# Meanings of Het, Tet, Sade, Qoff



## frankerlich

I just can't manage to find out the meanings of these 4 letters in hebrew. I looked in aramaic, arabic and hebrew dictionaries but i don't find the meanings as alsways presented in the internet.
Please tell me the roots and the nearest meanings.


----------



## rushalaim

There aren't any _"meaning"_ for any letter of Alphabet. If someone is saying you that a letter means something, that meaning is just a kind of _"nickname"_ or just invention for kids. Because any letter cannot represent any root. The main letter's function is just to represent the basic and primitive syllable.


----------



## Drink

rushalaim said:


> There aren't any _"meaning"_ for any letter of Alphabet.
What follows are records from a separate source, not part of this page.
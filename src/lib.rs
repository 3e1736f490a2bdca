pub mod config;
pub mod error;
pub mod fetchers;
pub mod filter;
pub mod parsers;
pub mod results;
pub mod utils;

// Re-export commonly used types for convenience
pub use config::{ExtractionLimits, ScraperConfig};
pub use error::{ConfigError, ExtractError, FetchError, ScrapeError};
pub use fetchers::{Fetch, FetchRequest, FetchedPage, WebFetcher};
pub use results::{ExtractedContent, ScrapeOutcome, ScrapeStatus};

use parsers::Parser;
use url::Url;

/// Fetches one page and extracts its content summary.
///
/// Each call is independent: one fetch followed by one extraction, with no
/// state shared between calls beyond the fetcher's connection pool.
#[derive(Debug, Clone)]
pub struct Scraper<F = WebFetcher> {
    fetcher: F,
    limits: ExtractionLimits,
}

impl Scraper<WebFetcher> {
    /// Create a scraper with the default configuration
    pub fn new() -> Result<Self, ScrapeError> {
        Self::from_config(&ScraperConfig::default())
    }

    /// Create a scraper from configuration, rejecting invalid settings
    pub fn from_config(config: &ScraperConfig) -> Result<Self, ScrapeError> {
        config.validate()?;
        Ok(Self {
            fetcher: WebFetcher::new(config)?,
            limits: config.limits,
        })
    }
}

impl<F: Fetch> Scraper<F> {
    /// Use a custom fetcher with default limits
    pub fn with_fetcher(fetcher: F) -> Self {
        Self {
            fetcher,
            limits: ExtractionLimits::default(),
        }
    }

    /// Override the collection caps
    pub fn with_limits(mut self, limits: ExtractionLimits) -> Self {
        self.limits = limits;
        self
    }

    /// Scrape `url`, converting every failure into an error outcome
    pub async fn scrape(&self, url: &Url) -> ScrapeOutcome {
        ::log::info!("Attempting to scrape URL: {}", url);

        match self.try_scrape(url).await {
            Ok(content) => ScrapeOutcome::success(url.as_str(), content),
            Err(e) => {
                ::log::error!("Scraping {} failed: {}", url, e);
                ScrapeOutcome::error(url.as_str(), e.to_string())
            }
        }
    }

    /// Scrape `url`, returning the typed failure.
    ///
    /// Relative references are resolved against `url` itself, not the
    /// post-redirect location.
    pub async fn try_scrape(&self, url: &Url) -> Result<ExtractedContent, ScrapeError> {
        let request = FetchRequest::from_url(url.clone())?;
        let page = self.fetcher.fetch(&request).await?;

        let content = Parser::extract(
            &page.body,
            page.content_type.as_deref(),
            request.url(),
            &self.limits,
        )?;

        Ok(content)
    }
}

/// Scrape `url` with the default configuration
pub async fn scrape(url: &Url) -> ScrapeOutcome {
    match Scraper::new() {
        Ok(scraper) => scraper.scrape(url).await,
        Err(e) => {
            ::log::error!("Failed to create scraper: {}", e);
            ScrapeOutcome::error(url.as_str(), e.to_string())
        }
    }
}
// Keywatch Engine — Text Normalizer
//
// Turns raw post text into the canonical shapes the lexical matcher scores:
//   normalize()    — casefold, strip emoji/punctuation, collapse whitespace
//   tokenize()     — ordered word tokens over the normalized text
//   char_ngrams()  — character n-gram set, spaces preserved so that bridge
//                    n-grams (the window spanning two adjacent words) exist
//   word_shingles()— k-consecutive-word tuple set
//
// Bridge n-grams are the adjacency evidence for multi-word phrase
// detection: "на запчасти" must appear as consecutive words, not merely as
// two tokens scattered through the text.

use std::collections::HashSet;

/// Character n-gram length used throughout the lexical matcher.
pub const CHAR_NGRAM: usize = 3;

/// Word shingle length for description similarity.
pub const WORD_SHINGLE: usize = 2;

/// Casefold and strip everything that is not alphanumeric, collapsing runs
/// of stripped characters (punctuation, emoji, whitespace) into single
/// spaces. Cross-word positions survive as exactly one space, which is what
/// makes bridge n-grams well-defined.
pub fn normalize(text: &str) -> String {
    let mut out = String::with_capacity(text.len());
    let mut pending_space = false;
    for ch in text.chars() {
        if ch.is_alphanumeric() {
            if pending_space && !out.is_empty() {
                out.push(' ');
            }
            pending_space = false;
            for lc in ch.to_lowercase() {
                out.push(lc);
            }
        } else {
            pending_space = true;
        }
    }
    out
}

/// Ordered word tokens of the normalized text.
pub fn tokenize(text: &str) -> Vec<String> {
    normalize(text)
        .split_whitespace()
        .map(|t| t.to_string())
        .collect()
}

/// Set of length-`n` character substrings of the normalized text, spaces
/// included. A text shorter than `n` contributes itself as a single gram so
/// that very short inputs still have a non-empty signature.
pub fn char_ngrams(text: &str, n: usize) -> HashSet<String> {
    let norm = normalize(text);
    let chars: Vec<char> = norm.chars().collect();
    let mut grams = HashSet::new();
    if chars.is_empty() || n == 0 {
        return grams;
    }
    if chars.len() < n {
        grams.insert(norm);
        return grams;
    }
    for window in chars.windows(n) {
        grams.insert(window.iter().collect());
    }
    grams
}

/// N-grams of a phrase that span a word boundary (contain a space). For a
/// single-word phrase this is empty. Presence of every bridge gram in a
/// text's gram set is the adjacency requirement for phrase hits.
pub fn bridge_ngrams(phrase: &str, n: usize) -> HashSet<String> {
    char_ngrams(phrase, n)
        .into_iter()
        .filter(|g| g.contains(' '))
        .collect()
}

/// Set of `k`-consecutive-word tuples (joined by a single space).
pub fn word_shingles(text: &str, k: usize) -> HashSet<String> {
    let tokens = tokenize(text);
    let mut shingles = HashSet::new();
    if k == 0 || tokens.len() < k {
        return shingles;
    }
    for window in tokens.windows(k) {
        shingles.insert(window.join(" "));
    }
    shingles
}

/// Jaccard similarity of two sets. Empty-vs-empty is 0 — an empty
/// description must not match everything.
pub fn jaccard(a: &HashSet<String>, b: &HashSet<String>) -> f64 {
    if a.is_empty() || b.is_empty() {
        return 0.0;
    }
    let intersection = a.intersection(b).count() as f64;
    let union = a.union(b).count() as f64;
    intersection / union
}

#[cfg(test)]
mod tests {
    use super::*;

    #[test]
    fn normalize_casefolds_and_strips() {
        assert_eq!(normalize("Продаю iPhone 15 Pro!"), "продаю iphone 15 pro");
        assert_eq!(normalize("  a,,b  "), "a b");
        assert_eq!(normalize("🔥🔥🔥"), "");
    }

    #[test]
    fn normalize_collapses_emoji_between_words() {
        assert_eq!(normalize("цена🔥80000"), "цена 80000");
    }

    #[test]
    fn tokenize_splits_words() {
        assert_eq!(tokenize("Продаю iPhone 15"), vec!["продаю", "iphone", "15"]);
    }

    #[test]
    fn char_ngrams_include_bridges() {
        let grams = char_ngrams("на запчасти", 3);
        assert!(grams.contains("на "));
        assert!(grams.contains("а з"));
        assert!(grams.contains(" за"));
        assert!(grams.contains("зап"));
    }

    #[test]
    fn char_ngrams_short_text_is_whole_string() {
        let grams = char_ngrams("15", 3);
        assert_eq!(grams.len(), 1);
        assert!(grams.contains("15"));
    }

    #[test]
    fn bridge_ngrams_single_word_empty() {
        assert!(bridge_ngrams("iphone", 3).is_empty());
    }

    #[test]
    fn bridge_ngrams_cover_the_boundary() {
        let bridges = bridge_ngrams("на запчасти", 3);
        assert!(bridges.contains("на "));
        assert!(bridges.contains("а з"));
        assert!(bridges.contains(" за"));
        assert!(!bridges.contains("зап"));
    }

    #[test]
    fn word_shingles_bigrams() {
        let shingles = word_shingles("продаю iphone 15 pro", 2);
        assert!(shingles.contains("продаю iphone"));
        assert!(shingles.contains("iphone 15"));
        assert!(shingles.contains("15 pro"));
        assert_eq!(shingles.len(), 3);
    }

    #[test]
    fn jaccard_empty_is_zero() {
        let empty = HashSet::new();
        let full: HashSet<String> = ["abc".to_string()].into_iter().collect();
        assert_eq!(jaccard(&empty, &full), 0.0);
        assert_eq!(jaccard(&empty, &empty), 0.0);
    }

    #[test]
    fn jaccard_identical_is_one() {
        let a: HashSet<String> = ["abc".to_string(), "bcd".to_string()].into_iter().collect();
        assert!((jaccard(&a, &a) - 1.0).abs() < 1e-9);
    }
}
If someone is saying you that a letter means something, that meaning is just a kind of _"nickname"_ or just invention for kids. Because any letter cannot represent any root. The main letter's function is just to represent the basic and primitive syllable.



Don't listen to Rushlaim, he doesn't know what he's talking about.

I will answer this question later when I have more time.


----------



## origumi

If you're asking about the archaic word that was selected for the letter name (like yod = hand, kaf = palm of the hand), then... I guess this is what Drink is planning to answer, let's wait for him.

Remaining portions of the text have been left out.